Lanchinho para apreciar a vista

Tive que esperar a névoa passar para apreciar a vista. Temos tempo para conhecer a formação da Ilha de Páscoa: seu surgimento começou há 3 milhões de anos com a explosão que criou o vulcão Poike, o mais velho, ao leste. Mais tarde, há 2,5 milhões de anos, a erupção foi na ponta sudoeste, com o soerguimento do Rano Kao. O triângulo, e a ilha, estaria completo por volta de 300 mil anos atrás quando elevou-se, ao norte, o maior de todos os vulcões, o Maunga Terevaka, sobre o qual eu estava naquele momento.



Outros 70 cones vulcânicos tomam conta da paisagem. A névoa passa e, estando voltado para o Sul, vejo o Poike, à minha esquerda. É possível identificar uma ponta do Rano Raraku, a oficina dos moais e, não fosse uma montanha intrometida até focaria os 15 homens do Ahu Tongariki com um binóculo. À direita, uma nuvem teimosa ainda escondia o cume do Rano Kau, mas Hanga Roa, as baías do noroeste da ilha, a entrada das cuevas do pé do Terevaka, estavam todos visíveis. Tinha a vista ainda da costa Sul e da costa Norte e, não fosse outra montanha, talvez enxergaria a areia branca da praia de Anakena, no nordeste da ilha.

Na descida do Terevaka, vaca

A descida foi mais tranquila e igualmente silenciosa. Vi vacas sobre o Terevaka e a paisagem foi se modificando, a medida que eu perdia altitude. De volta ao Akivi, encontrei Tiago, um paulistano moreno e forte, com nariz adunco e cara de inca, que eu conhecera no dia anterior quando tomei café com os italianos, e que fora à ilha pensando em pegar mulher. Perguntava de tudo, se valia a pena ficar neste hostel e se era bacana aquele restaurante.
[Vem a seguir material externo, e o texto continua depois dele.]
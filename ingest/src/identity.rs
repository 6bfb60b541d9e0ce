use http::HeaderMap;
use http::header::USER_AGENT;
use shared::http::PeerAddr;

const X_FORWARDED_FOR: &str = "x-forwarded-for";

/// Client IP as seen by the service: the first `X-Forwarded-For` entry when
/// the proxy in front is trusted, otherwise the TCP peer.
pub fn client_ip(headers: &HeaderMap, peer: Option<&PeerAddr>, trust_forwarded_for: bool) -> String {
    if trust_forwarded_for {
        let forwarded = headers
            .get(X_FORWARDED_FOR)
            .and_then(|value| value.to_str().ok())
            .and_then(|value| value.split(',').next())
            .map(str::trim)
            .filter(|ip| !ip.is_empty());
        if let Some(ip) = forwarded {
            return ip.to_string();
        }
    }

    peer.map(|peer| peer.0.ip().to_string()).unwrap_or_default()
}

/// The `User-Agent` header, or an empty string.
pub fn user_agent(headers: &HeaderMap) -> String {
    headers
        .get(USER_AGENT)
        .and_then(|value| value.to_str().ok())
        .unwrap_or_default()
        .to_string()
}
Passados os três primeiros dias, eu já era cidadão ilhenho e respondia tudo.

O bom e velho Ahu Ko Te Riku, no complexo Tahai

Fizemos boas fotos do fim de tarde em Akivi. Deixei de conhecer a montanha de Puna Pau, onde eram fabricados os pukaus. Coloquei a bicicleta no carro que Tiago alugara e fomos para Tahai - mais uma vez Tahai, fazer fotos do pôr do sol. Acertei em algumas e fomos a centro. Lembrei-me que tinha compromisso com os amigos chilenos.

Chilenos e rapa nuis

O novo encontro com os camaradas chilenos só reunia homens. Nacho tinha o alvará de uma noite cedido por Vianca, que ficara em casa cuidando de Amanda. Estávamos na casa de Rober, com Simon ronronando à distância, e o rapa nui Tete preparando o churrasco. Na mesa, cerveja Escudo, Piscola (pisco com Coca-Cola) e um vinho da adega de Nacho. Sobre o fogo, pedaços gordos de carne de porco ("big bacon", apelidei), frango, linguiça e pão. Tete, único amigo rapa nui de Nacho, exibia no pescoço um colar com dentes de cavalo e, na cabeça, um chapéu a la Crocodilo Dante. Espirituoso, brincava comigo e eu respondia à altura . "Gostei dele”, disse a Nacho.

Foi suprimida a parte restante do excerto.